[Dataset entries]
++++
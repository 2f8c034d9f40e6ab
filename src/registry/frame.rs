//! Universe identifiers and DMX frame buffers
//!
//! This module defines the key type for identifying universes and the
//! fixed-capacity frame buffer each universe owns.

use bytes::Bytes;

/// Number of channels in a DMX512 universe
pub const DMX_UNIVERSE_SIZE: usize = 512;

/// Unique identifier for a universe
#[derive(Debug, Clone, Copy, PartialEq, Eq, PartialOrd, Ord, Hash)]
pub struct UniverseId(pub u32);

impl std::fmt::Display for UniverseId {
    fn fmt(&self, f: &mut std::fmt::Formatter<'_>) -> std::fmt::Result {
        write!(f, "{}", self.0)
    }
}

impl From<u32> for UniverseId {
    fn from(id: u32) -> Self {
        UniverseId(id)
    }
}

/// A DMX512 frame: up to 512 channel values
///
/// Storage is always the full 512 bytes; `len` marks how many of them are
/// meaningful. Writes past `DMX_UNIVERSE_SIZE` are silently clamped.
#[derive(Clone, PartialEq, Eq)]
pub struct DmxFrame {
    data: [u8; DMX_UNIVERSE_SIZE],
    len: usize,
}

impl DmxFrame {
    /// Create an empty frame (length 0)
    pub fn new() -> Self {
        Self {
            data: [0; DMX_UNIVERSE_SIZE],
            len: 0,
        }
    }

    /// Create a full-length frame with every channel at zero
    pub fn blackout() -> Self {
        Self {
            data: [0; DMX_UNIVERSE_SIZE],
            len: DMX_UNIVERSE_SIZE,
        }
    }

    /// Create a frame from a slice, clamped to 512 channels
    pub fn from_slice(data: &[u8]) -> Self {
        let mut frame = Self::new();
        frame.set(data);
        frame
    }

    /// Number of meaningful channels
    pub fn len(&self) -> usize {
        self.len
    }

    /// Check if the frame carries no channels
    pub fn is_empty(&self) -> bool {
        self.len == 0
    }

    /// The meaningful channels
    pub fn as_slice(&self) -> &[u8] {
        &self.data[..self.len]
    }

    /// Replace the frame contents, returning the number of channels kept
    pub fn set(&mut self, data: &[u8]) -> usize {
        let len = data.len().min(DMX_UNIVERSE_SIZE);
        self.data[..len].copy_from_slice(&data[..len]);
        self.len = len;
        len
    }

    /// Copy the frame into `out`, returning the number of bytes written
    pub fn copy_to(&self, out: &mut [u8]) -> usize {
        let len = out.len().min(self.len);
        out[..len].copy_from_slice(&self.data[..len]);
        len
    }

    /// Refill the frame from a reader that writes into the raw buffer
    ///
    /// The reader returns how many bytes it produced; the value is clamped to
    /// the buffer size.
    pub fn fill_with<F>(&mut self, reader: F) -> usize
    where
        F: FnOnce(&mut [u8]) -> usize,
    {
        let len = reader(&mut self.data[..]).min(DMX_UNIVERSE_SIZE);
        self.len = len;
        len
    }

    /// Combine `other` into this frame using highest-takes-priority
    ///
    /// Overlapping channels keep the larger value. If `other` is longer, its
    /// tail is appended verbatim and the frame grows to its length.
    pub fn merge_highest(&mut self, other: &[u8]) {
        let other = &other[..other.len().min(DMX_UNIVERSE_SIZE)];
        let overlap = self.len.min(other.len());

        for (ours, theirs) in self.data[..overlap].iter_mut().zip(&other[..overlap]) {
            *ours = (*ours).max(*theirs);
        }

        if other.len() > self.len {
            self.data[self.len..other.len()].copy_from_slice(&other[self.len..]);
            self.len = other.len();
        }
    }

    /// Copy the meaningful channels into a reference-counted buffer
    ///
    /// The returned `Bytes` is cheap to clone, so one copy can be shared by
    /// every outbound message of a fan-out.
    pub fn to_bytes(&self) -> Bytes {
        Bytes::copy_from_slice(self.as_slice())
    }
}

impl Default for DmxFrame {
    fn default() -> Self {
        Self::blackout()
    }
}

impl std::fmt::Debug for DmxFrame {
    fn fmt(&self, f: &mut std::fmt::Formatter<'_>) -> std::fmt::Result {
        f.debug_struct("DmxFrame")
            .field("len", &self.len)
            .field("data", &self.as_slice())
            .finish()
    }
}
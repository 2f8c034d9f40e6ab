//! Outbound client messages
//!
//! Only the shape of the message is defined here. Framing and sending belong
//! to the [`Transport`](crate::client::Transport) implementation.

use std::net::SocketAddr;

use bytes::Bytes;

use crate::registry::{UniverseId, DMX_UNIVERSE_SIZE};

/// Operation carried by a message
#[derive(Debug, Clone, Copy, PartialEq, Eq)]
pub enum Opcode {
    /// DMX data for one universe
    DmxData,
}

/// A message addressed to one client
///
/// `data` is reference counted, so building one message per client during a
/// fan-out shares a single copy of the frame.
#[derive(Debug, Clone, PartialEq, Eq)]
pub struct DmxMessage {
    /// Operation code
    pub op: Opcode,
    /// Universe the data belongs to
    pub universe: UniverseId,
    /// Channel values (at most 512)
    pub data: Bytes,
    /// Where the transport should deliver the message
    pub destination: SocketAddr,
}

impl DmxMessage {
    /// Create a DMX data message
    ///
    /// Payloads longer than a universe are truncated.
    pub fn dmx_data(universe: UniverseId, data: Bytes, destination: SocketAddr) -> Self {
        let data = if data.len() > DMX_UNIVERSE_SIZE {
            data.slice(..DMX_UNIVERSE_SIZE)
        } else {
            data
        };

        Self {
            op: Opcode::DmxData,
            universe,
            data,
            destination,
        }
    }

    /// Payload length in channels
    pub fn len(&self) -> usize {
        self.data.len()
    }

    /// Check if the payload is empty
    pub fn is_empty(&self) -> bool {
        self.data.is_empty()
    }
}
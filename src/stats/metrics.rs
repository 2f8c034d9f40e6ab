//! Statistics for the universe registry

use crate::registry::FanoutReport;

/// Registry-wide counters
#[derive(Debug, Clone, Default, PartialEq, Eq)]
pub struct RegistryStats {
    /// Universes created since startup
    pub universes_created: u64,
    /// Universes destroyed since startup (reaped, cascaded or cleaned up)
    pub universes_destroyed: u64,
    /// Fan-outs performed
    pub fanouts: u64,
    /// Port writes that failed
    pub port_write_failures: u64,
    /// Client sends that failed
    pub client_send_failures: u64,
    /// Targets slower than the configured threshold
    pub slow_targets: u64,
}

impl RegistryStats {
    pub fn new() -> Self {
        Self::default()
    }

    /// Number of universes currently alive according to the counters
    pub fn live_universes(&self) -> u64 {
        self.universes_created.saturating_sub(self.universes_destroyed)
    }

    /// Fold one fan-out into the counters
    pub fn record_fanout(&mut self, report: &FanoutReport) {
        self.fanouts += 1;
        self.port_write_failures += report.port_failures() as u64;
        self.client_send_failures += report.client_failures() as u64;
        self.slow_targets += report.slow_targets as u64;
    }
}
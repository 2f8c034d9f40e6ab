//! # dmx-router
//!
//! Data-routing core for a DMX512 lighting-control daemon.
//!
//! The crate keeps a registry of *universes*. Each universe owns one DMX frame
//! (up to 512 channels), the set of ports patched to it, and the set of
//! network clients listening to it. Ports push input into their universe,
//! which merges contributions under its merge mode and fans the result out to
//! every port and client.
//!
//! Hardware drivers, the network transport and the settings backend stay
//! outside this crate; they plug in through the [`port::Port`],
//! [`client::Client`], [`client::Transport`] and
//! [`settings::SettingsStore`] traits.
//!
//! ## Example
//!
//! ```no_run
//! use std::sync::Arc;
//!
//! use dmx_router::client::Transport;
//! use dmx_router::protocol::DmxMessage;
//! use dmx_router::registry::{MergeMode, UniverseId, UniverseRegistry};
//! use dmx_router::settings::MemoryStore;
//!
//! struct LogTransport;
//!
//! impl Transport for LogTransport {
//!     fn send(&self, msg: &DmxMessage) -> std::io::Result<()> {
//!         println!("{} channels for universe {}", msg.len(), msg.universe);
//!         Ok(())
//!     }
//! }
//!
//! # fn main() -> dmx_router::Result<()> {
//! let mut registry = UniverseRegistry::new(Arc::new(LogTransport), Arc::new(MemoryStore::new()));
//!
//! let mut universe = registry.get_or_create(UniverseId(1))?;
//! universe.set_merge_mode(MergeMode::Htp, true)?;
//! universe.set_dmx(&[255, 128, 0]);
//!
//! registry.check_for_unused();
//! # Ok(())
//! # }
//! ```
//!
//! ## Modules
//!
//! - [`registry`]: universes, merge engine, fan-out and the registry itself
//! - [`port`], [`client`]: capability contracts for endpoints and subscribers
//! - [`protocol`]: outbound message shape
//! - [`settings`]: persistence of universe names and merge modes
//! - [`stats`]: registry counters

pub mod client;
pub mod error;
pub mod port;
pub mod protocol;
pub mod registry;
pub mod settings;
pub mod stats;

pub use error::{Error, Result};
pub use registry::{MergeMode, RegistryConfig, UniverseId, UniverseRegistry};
++++
- **Exercise aim**
What is needed is a copy of every line above in which "other" appears.

- **Worked solution**
    /// Combine `other` into this frame using highest-takes-priority
    /// Overlapping channels keep the larger value. If `other` is longer, its
    pub fn merge_highest(&mut self, other: &[u8]) {
        let other = &other[..other.len().min(DMX_UNIVERSE_SIZE)];
        let overlap = self.len.min(other.len());
        for (ours, theirs) in self.data[..overlap].iter_mut().zip(&other[..overlap]) {
        if other.len() > self.len {
            self.data[self.len..other.len()].copy_from_slice(&other[self.len..]);
            self.len = other.len();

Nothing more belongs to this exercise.